IBM a publié 35 bulletins de sécurité sur ses produits, du 4 au 7 mars 2019. Parmi ceux-ci, 7 vulnérabilités sont jugées de criticité élevée et 3 de criticité modérée d'après une évaluation réalisée par IBM.

Les différents bulletins corrigent notamment plusieurs vulnérabilités critiques dont IBM évalue le score CVSS à plus de 8. Sur ces vulnérabilités, 3 portent spécifiquement sur des produits développés par les équipes d'IBM : 

CVE-2018-1901 [CVSS v3 8.8], CVE-2018-1904 [CVSS v3 9.8] et CVE-2018-1926 [CVSS v3 8.8]  : Ces 3 vulnérabilités affectent IBM WebSphere Application Server, elles permettraient à un attaquant d’effectuer une élévation de privilèges à distance, d’exécuter du code arbitraire Java à distance et effectuer du cross-site request forgery.

D'autres vulnérabilités ont été corrigées sur des dépendances des produits IBM, les plus critiques ont été référencées de la manière suivante :

CVE-2018-12547 [CVSS v3 9.8], CVE-2018-12549 [CVSS v3 9.8] : 2 vulnérabilités critiques affectant la bibliothèque IBM SDK Java Technology Edition par le biais de d’Eclipse OpenJ9. Elles pourraient permettre à un attaquant d’exécuter du code arbitraire.
CVE-2018-1139 [CVSS v3 8.1] et CVE-2018-10858 [CVSS v3 8.8] : 2 vulnérabilités dans le système de détection de menaces IBM QRadar SIEM. Un attaquant pourrait utiliser la première pour récupérer des mots de passe en effectuant une attaque homme du milieu et la deuxième pour de l’exécution de code arbitraire à l’aide d’un dépassement de tampon.
CVE-2018-2633 [CVSS v3 8.3], CVE-2018-2638 [CVSS v3 8.3],CVE-2018-2639 [CVSS v3 8.4] et CVE-2018-0705 [CVSS v3 9.8] : IBM java Runtime affecte IBM InfoSphere Optim solutions and editions . Un attaquant pourrait prendre le contrôle de tout un environnement Java SE en utilisant une des trois premières vulnérabilités, effectuer un déni de service grâce à la dernière vulnérabilité.
CVE-2018-18311 [CVSS v3 9.8] et CVE-2018-0705 [CVSS v3 9.8] : 2 vulnérabilités permettant d’exécuter du code arbitraire à l’aide d’un dépassement de tampon sur l’outil de virtualisation PowerKVM utilisé par IBM.

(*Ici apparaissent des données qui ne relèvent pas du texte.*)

use std::sync::Arc;

use sqlx::sqlite::SqlitePoolOptions;
use tracing::{error, info};
use tracing_subscriber::EnvFilter;

use site_analytics::aggregator::OnDemandAggregator;
use site_analytics::config::Config;
use site_analytics::db::{RecordStore, SnapshotStore, SqliteRecordStore, SqliteSnapshotStore};
use site_analytics::error::Result;
use site_analytics::period::{Clock, SystemClock};
use site_analytics::refresh::{RefreshScheduler, SnapshotRefresher};
use site_analytics::state::MetricCache;
use site_analytics::ResolutionEngine;

#[tokio::main]
async fn main() {
    let cfg = match Config::from_env() {
        Ok(c) => c,
        Err(e) => {
            eprintln!("Config error: {e}");
            std::process::exit(1);
        }
    };

    tracing_subscriber::fmt()
        .with_env_filter(EnvFilter::new(&cfg.log_level))
        .init();

    if let Err(e) = run(cfg).await {
        error!("Fatal error: {e}");
        std::process::exit(1);
    }
}

async fn run(cfg: Config) -> Result<()> {
    // --- Database setup ---
    let pool = SqlitePoolOptions::new()
        .connect(&format!("sqlite:{}?mode=rwc", cfg.db_path))
        .await?;
    sqlx::migrate!("./migrations").run(&pool).await?;
    info!("Database ready at {}", cfg.db_path);

    // --- Shared components ---
    let clock: Arc<dyn Clock> = Arc::new(SystemClock);
    let records: Arc<dyn RecordStore> = Arc::new(SqliteRecordStore::new(pool.clone()));
    let snapshots: Arc<dyn SnapshotStore> = Arc::new(SqliteSnapshotStore::new(pool.clone()));
    let aggregator = Arc::new(OnDemandAggregator::new(Arc::clone(&records)));
    let cache = Arc::new(MetricCache::from_config(&cfg));

    let engine = ResolutionEngine::new(
        Arc::clone(&aggregator),
        Arc::clone(&snapshots),
        Arc::clone(&cache),
        Arc::clone(&clock),
    );

    let refresher = Arc::new(SnapshotRefresher::new(
        Arc::clone(&records),
        aggregator,
        snapshots,
        Arc::clone(&cache),
        Arc::clone(&clock),
    ));

    if cfg.refresh_on_startup {
        let report = refresher.refresh_all().await?;
        info!(
            "Startup refresh complete: {} refreshed, {} failed",
            report.refreshed, report.failed,
        );
    }

    // --- Nightly refresh + ingestion-triggered refreshes ---
    // Ingestion runs in another process here, so nothing sends on the handle.
    // Embedders that ingest in-process clone it and call `request` after each
    // commit. It is held until shutdown; the nightly run does not depend on it.
    let (scheduler, refresh_handle) = RefreshScheduler::new(refresher, clock, &cfg);
    let scheduler_task = tokio::spawn(async move { scheduler.run().await });
    info!(
        refresh_hour = cfg.refresh_hour,
        cache_max_entries = cfg.cache_max_entries,
        "Analytics engine ready",
    );

    // Startup check over the open range (never cached).
    let site_ids = records.all_site_ids().await?;
    match engine.transaction_count(&site_ids, None, None).await {
        Ok(count) => info!(sites = site_ids.len(), transactions = count, "Record store reachable"),
        Err(e) => error!("Record store check failed: {e}"),
    }

    tokio::signal::ctrl_c().await?;
    info!("Shutting down");
    drop(refresh_handle);
    scheduler_task.abort();
    cache.shutdown().await;

    Ok(())
}
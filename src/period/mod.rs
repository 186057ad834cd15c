pub mod classifier;
pub mod windows;

pub use classifier::{classify, classify_window};
pub use windows::{
    canonical_windows, end_of_day, start_of_day, CanonicalWindow, Clock, FixedClock, Period,
    PeriodType, SystemClock,
};
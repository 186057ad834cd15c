/// Database row types matching `migrations/0001_init.sql`.
/// Used by sqlx for typed queries; converted to domain types at the store boundary.
use chrono::NaiveDateTime;

#[derive(Debug, sqlx::FromRow)]
pub struct PeriodAggregateRow {
    pub site_id: String,
    pub period_type: String,
    pub period_key: String,
    pub start_date: NaiveDateTime,
    pub end_date: NaiveDateTime,
    pub total_revenue: f64,
    pub total_transactions: i64,
    pub washer_transactions: i64,
    pub dryer_transactions: i64,
    pub washer_start_price: f64,
    pub dryer_start_price: f64,
    pub series_flags: i64,
    pub revenue_series: Option<String>,
    pub count_series: Option<String>,
    pub last_calculated_at: NaiveDateTime,
}

#[derive(Debug, sqlx::FromRow)]
pub struct DailyTotalRow {
    /// `YYYY-MM-DD` prefix of `occurred_at`.
    pub day: String,
    pub revenue_cents: i64,
    pub count: i64,
}
pub mod human;

pub use human::HumanMode;
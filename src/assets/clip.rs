use std::io::{self, Cursor};
use std::path::{Path, PathBuf};
use std::sync::Arc;

use rodio::{Decoder, decoder::DecoderError};
use thiserror::Error;

/// File name of the clip played when food is eaten
pub const EAT_CLIP: &str = "eat.wav";
/// File name of the clip played on a collision
pub const GAME_OVER_CLIP: &str = "gameover.wav";

#[derive(Debug, Error)]
pub enum AssetError {
    #[error("failed to read asset {}", .path.display())]
    Read {
        path: PathBuf,
        #[source]
        source: io::Error,
    },
    #[error("asset {} is not a playable WAV clip", .path.display())]
    NotWave {
        path: PathBuf,
        #[source]
        source: DecoderError,
    },
}

/// A WAV clip held in memory, decoded afresh for every playback
#[derive(Debug, Clone)]
pub struct SoundClip {
    pub name: String,
    bytes: Arc<[u8]>,
}

impl SoundClip {
    /// Read and decode-check a WAV file
    pub fn load(path: &Path) -> Result<Self, AssetError> {
        let bytes: Arc<[u8]> = std::fs::read(path)
            .map_err(|source| AssetError::Read {
                path: path.to_path_buf(),
                source,
            })?
            .into();

        let name = path
            .file_name()
            .map(|name| name.to_string_lossy().into_owned())
            .unwrap_or_default();
        let clip = Self { name, bytes };

        clip.decoder().map_err(|source| AssetError::NotWave {
            path: path.to_path_buf(),
            source,
        })?;

        Ok(clip)
    }

    /// A fresh source positioned at the start of the clip
    pub fn decoder(&self) -> Result<Decoder<Cursor<Arc<[u8]>>>, DecoderError> {
        Decoder::new_wav(Cursor::new(Arc::clone(&self.bytes)))
    }
}

/// Every asset the game shell needs, loaded together
#[derive(Debug, Clone)]
pub struct AssetBundle {
    pub eat: SoundClip,
    pub game_over: SoundClip,
}

impl AssetBundle {
    /// Load `eat.wav` and `gameover.wav` from `dir`. The first failure wins.
    pub fn load(dir: &Path) -> Result<Self, AssetError> {
        Ok(Self {
            eat: SoundClip::load(&dir.join(EAT_CLIP))?,
            game_over: SoundClip::load(&dir.join(GAME_OVER_CLIP))?,
        })
    }
}
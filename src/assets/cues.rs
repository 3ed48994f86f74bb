use anyhow::{Context, Result};
use rodio::{OutputStream, OutputStreamHandle, Sink};
use tracing::{debug, warn};

use super::clip::{AssetBundle, SoundClip};
use crate::game::GameEvent;

/// Open audio device. The stream must outlive every sink played on it.
struct AudioOutput {
    _stream: OutputStream,
    handle: OutputStreamHandle,
}

/// Plays the matching clip, fire-and-forget, for each game event.
///
/// Without a bundle, or without an output device, every cue is silent.
pub struct CuePlayer {
    bundle: Option<AssetBundle>,
    output: Option<AudioOutput>,
}

impl CuePlayer {
    /// Open the default output device when there is something to play
    pub fn new(bundle: Option<AssetBundle>) -> Self {
        let output = match &bundle {
            Some(_) => match OutputStream::try_default() {
                Ok((stream, handle)) => Some(AudioOutput {
                    _stream: stream,
                    handle,
                }),
                Err(err) => {
                    warn!(%err, "no audio output device, cues disabled");
                    None
                }
            },
            None => None,
        };
        Self { bundle, output }
    }

    fn clip_for(&self, event: GameEvent) -> Option<&SoundClip> {
        let bundle = self.bundle.as_ref()?;
        Some(match event {
            GameEvent::AteFood => &bundle.eat,
            GameEvent::Collision(_) => &bundle.game_over,
        })
    }

    pub fn play(&self, event: GameEvent) -> Result<()> {
        let (Some(clip), Some(output)) = (self.clip_for(event), self.output.as_ref()) else {
            return Ok(());
        };
        debug!(clip = %clip.name, ?event, "cue");

        let source = clip
            .decoder()
            .with_context(|| format!("Failed to decode {}", clip.name))?;
        let sink = Sink::try_new(&output.handle).context("Failed to open audio sink")?;
        sink.append(source);
        sink.detach();
        Ok(())
    }
}

#[cfg(test)]
mod tests {
    use super::*;
    use crate::assets::clip::{EAT_CLIP, GAME_OVER_CLIP, tests::asset_dir};
    use crate::game::CollisionType;

    fn deviceless(bundle: Option<AssetBundle>) -> CuePlayer {
        CuePlayer {
            bundle,
            output: None,
        }
    }

    #[test]
    fn test_each_event_has_its_own_clip() {
        let dir = asset_dir();
        let player = deviceless(Some(AssetBundle::load(dir.path()).unwrap()));

        let eat = player.clip_for(GameEvent::AteFood).unwrap();
        assert_eq!(eat.name, EAT_CLIP);

        for collision in [CollisionType::Wall, CollisionType::SelfCollision] {
            let clip = player.clip_for(GameEvent::Collision(collision)).unwrap();
            assert_eq!(clip.name, GAME_OVER_CLIP);
        }
    }

    #[test]
    fn test_silent_without_bundle() {
        let player = CuePlayer::new(None);
        assert!(player.output.is_none());
        assert!(player.clip_for(GameEvent::AteFood).is_none());
        player.play(GameEvent::AteFood).unwrap();
    }

    #[test]
    fn test_silent_without_device() {
        let dir = asset_dir();
        let player = deviceless(Some(AssetBundle::load(dir.path()).unwrap()));
        player.play(GameEvent::AteFood).unwrap();
        player
            .play(GameEvent::Collision(CollisionType::Wall))
            .unwrap();
    }
}
use std::collections::VecDeque;
use std::time::Duration;

use super::direction::Direction;

/// A position on the playfield, in pixels
#[derive(Debug, Clone, Copy, PartialEq, Eq, Hash)]
pub struct Position {
    pub x: i32,
    pub y: i32,
}

impl Position {
    pub fn new(x: i32, y: i32) -> Self {
        Self { x, y }
    }

    /// Move position by delta
    pub fn moved_by(&self, dx: i32, dy: i32) -> Self {
        Self {
            x: self.x + dx,
            y: self.y + dy,
        }
    }

    /// Move position `step` pixels in a direction
    pub fn moved_in_direction(&self, direction: Direction, step: i32) -> Self {
        let (dx, dy) = direction.delta();
        self.moved_by(dx * step, dy * step)
    }
}

/// The snake in the game
#[derive(Debug, Clone, PartialEq)]
pub struct Snake {
    /// Body segments, with head at the front. Never empty.
    body: VecDeque<Position>,
    /// Heading used by the most recent tick
    pub direction: Direction,
}

impl Snake {
    /// Create a single-segment snake
    pub fn new(head: Position, direction: Direction) -> Self {
        Self {
            body: VecDeque::from([head]),
            direction,
        }
    }

    /// Create a snake from explicit segments, head first. Returns `None` for
    /// an empty sequence.
    pub fn from_segments<I>(segments: I, direction: Direction) -> Option<Self>
    where
        I: IntoIterator<Item = Position>,
    {
        let body: VecDeque<Position> = segments.into_iter().collect();
        if body.is_empty() {
            return None;
        }
        Some(Self { body, direction })
    }

    /// Get the head position
    pub fn head(&self) -> Position {
        self.body[0]
    }

    /// Get the tail position (last segment)
    pub fn tail(&self) -> Position {
        self.body[self.body.len() - 1]
    }

    /// All segments, head first
    pub fn segments(&self) -> impl Iterator<Item = &Position> + '_ {
        self.body.iter()
    }

    /// Body segments (excluding head)
    pub fn body_segments(&self) -> impl Iterator<Item = &Position> + '_ {
        self.body.iter().skip(1)
    }

    /// Check if position collides with snake body (excluding head)
    pub fn collides_with_body(&self, pos: Position) -> bool {
        self.body_segments().any(|segment| *segment == pos)
    }

    pub fn contains(&self, pos: Position) -> bool {
        self.body.contains(&pos)
    }

    /// Move one cell of `step` pixels in the current direction. Every body
    /// segment takes the place of the one ahead of it.
    pub fn advance(&mut self, step: i32) {
        let new_head = self.head().moved_in_direction(self.direction, step);
        self.body.push_front(new_head);
        self.body.pop_back();
    }

    /// Append a segment on top of the current tail
    pub fn grow(&mut self) {
        let tail = self.tail();
        self.body.push_back(tail);
    }

    /// Get the length of the snake
    pub fn len(&self) -> usize {
        self.body.len()
    }

    pub fn is_empty(&self) -> bool {
        self.body.is_empty()
    }
}

/// Type of collision that occurred
#[derive(Debug, Clone, Copy, PartialEq, Eq)]
pub enum CollisionType {
    /// Snake hit a wall
    Wall,
    /// Snake hit itself
    SelfCollision,
}

/// Complete game state
#[derive(Debug, Clone, PartialEq)]
pub struct GameState {
    pub snake: Snake,
    /// Heading requested since the last tick, applied by the next one
    pub pending_direction: Option<Direction>,
    pub food: Position,
    pub width: i32,
    pub height: i32,
    pub cell_size: i32,
    pub score: u32,
    /// Current tick interval
    pub speed: Duration,
    pub steps: u32,
    pub game_over: bool,
}

impl GameState {
    /// Create a new game state
    pub fn new(
        snake: Snake,
        food: Position,
        width: i32,
        height: i32,
        cell_size: i32,
        speed: Duration,
    ) -> Self {
        Self {
            snake,
            pending_direction: None,
            food,
            width,
            height,
            cell_size,
            score: 0,
            speed,
            steps: 0,
            game_over: false,
        }
    }

    /// Check if a position is within the playfield
    pub fn is_in_bounds(&self, pos: Position) -> bool {
        pos.x >= 0 && pos.x < self.width && pos.y >= 0 && pos.y < self.height
    }

    /// Heading the next tick will use
    pub fn next_direction(&self) -> Direction {
        self.pending_direction.unwrap_or(self.snake.direction)
    }

    /// Request a new heading for the next tick.
    ///
    /// Ignored after game over, and when `requested` reverses the heading the
    /// snake is currently moving in. Later requests before the same tick
    /// replace earlier ones.
    pub fn set_direction(&mut self, requested: Direction) {
        if self.game_over || self.snake.direction.is_opposite(requested) {
            return;
        }
        self.pending_direction = Some(requested);
    }
}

Les autres vulnérabilités sont de plus faibles criticités ou concernent des dépendances utilisées dans plusieurs produits IBM. On y retrouve ainsi des vulnérabilités portant sur Red Hat, Eclipse OpenJ9, Java SE, Linux, Apache Tomcat, Serveur Samba, NTML, OpenSSL, PowerKVM ou encore PHP. Plusieurs d'entre elles avaient déjà été corrigées sur d'autres produits lors de précédents bulletins. Il est à noter que pour plusieurs de ces vulnérabilités, le score CVSS évalué par IBM est plus élevé que celui du NIST.

Enfin, plusieurs vulnérabilités avaient déjà été rendues publiques en 2016, 2017 et 2018 sur d'autres produits de différents éditeurs ou constructeurs et certains possèdent des codes d'exploitation publiquement disponibles.

Afin de mettre à jour les différents produits affectés, les utilisateurs sont invités à se référer aux bulletins de vulnérabilité IBM correspondants.